*Stored data*:
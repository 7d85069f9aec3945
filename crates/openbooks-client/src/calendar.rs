//! Calendar and fiscal-calendar arithmetic.
//!
//! The fiscal year starts in October: October 2023 is fiscal month 1 of
//! fiscal year 2024, September 2023 is fiscal month 12 of fiscal year 2023.

use std::fmt;

use chrono::{Datelike, NaiveDate};
use serde::Serialize;

use crate::{ClientError, ClientResult};

const FISCAL_YEAR_START_MONTH: u32 = 10;

const MONTH_NAMES: [&str; 12] = [
    "Jan", "Feb", "Mar", "Apr", "May", "Jun", "Jul", "Aug", "Sep", "Oct", "Nov", "Dec",
];

#[derive(Debug, Clone, Copy, PartialEq, Eq, PartialOrd, Ord, Hash, Serialize)]
pub struct Period {
    year: i32,
    month: u32,
}

impl Period {
    pub fn new(year: i32, month: u32) -> ClientResult<Self> {
        if !(1..=12).contains(&month) || !(1..=9999).contains(&year) {
            return Err(ClientError::invalid_period(year, month));
        }
        Ok(Self { year, month })
    }

    pub fn from_date(date: NaiveDate) -> Self {
        Self {
            year: date.year(),
            month: date.month(),
        }
    }

    pub const fn year(self) -> i32 {
        self.year
    }

    pub const fn month(self) -> u32 {
        self.month
    }

    pub const fn fiscal_year(self) -> i32 {
        if self.month >= FISCAL_YEAR_START_MONTH {
            self.year + 1
        } else {
            self.year
        }
    }

    pub const fn fiscal_month(self) -> u32 {
        if self.month >= FISCAL_YEAR_START_MONTH {
            self.month - 9
        } else {
            self.month + 3
        }
    }

    pub const fn previous(self) -> Self {
        if self.month == 1 {
            Self {
                year: self.year - 1,
                month: 12,
            }
        } else {
            Self {
                year: self.year,
                month: self.month - 1,
            }
        }
    }

    pub fn month_name(self) -> &'static str {
        MONTH_NAMES[(self.month - 1) as usize]
    }

    pub fn last_day_of_month(self) -> u32 {
        days_in_month(self.year, self.month)
    }

    pub fn report_date(self) -> String {
        format!(
            "{:04}-{:02}-{:02}",
            self.year,
            self.month,
            self.last_day_of_month()
        )
    }
}

impl fmt::Display for Period {
    fn fmt(&self, f: &mut fmt::Formatter<'_>) -> fmt::Result {
        write!(f, "{:04}-{:02}", self.year, self.month)
    }
}

pub fn resolve_period(year: Option<i32>, month: Option<u32>, today: NaiveDate) -> ClientResult<Period> {
    let fallback = Period::from_date(today);
    Period::new(
        year.unwrap_or(fallback.year),
        month.unwrap_or(fallback.month),
    )
}

fn days_in_month(year: i32, month: u32) -> u32 {
    match month {
        1 | 3 | 5 | 7 | 8 | 10 | 12 => 31,
        4 | 6 | 9 | 11 => 30,
        2 => {
            if is_leap_year(year) {
                29
            } else {
                28
            }
        }
        _ => 31,
    }
}

fn is_leap_year(year: i32) -> bool {
    (year % 4 == 0 && year % 100 != 0) || year % 400 == 0
}
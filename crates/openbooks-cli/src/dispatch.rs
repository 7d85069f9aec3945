use chrono::NaiveDate;
use openbooks_client::commands::publish::{self, PublishOptions};
use openbooks_client::commands::tasks::{self, TasksOptions};
use openbooks_client::config::PipelineConfig;
use openbooks_client::{ClientResult, SuccessEnvelope};

use crate::cli::{Cli, Commands};

pub fn dispatch(cli: &Cli, config: &PipelineConfig, today: NaiveDate) -> ClientResult<SuccessEnvelope> {
    match &cli.command {
        Commands::Publish {
            year,
            month,
            replace,
            dry_run,
            json: _,
        } => publish::run(
            config,
            &PublishOptions {
                year: *year,
                month: *month,
                replace: *replace,
                dry_run: *dry_run,
                today,
            },
        ),
        Commands::Tasks { year, month, .. } => tasks::run(
            config,
            &TasksOptions {
                year: *year,
                month: *month,
                today,
            },
        ),
    }
}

*Exercise prompt*:
Only a number is needed here: how many lines of the data include the word "filename"?

*Response to this exercise*:
2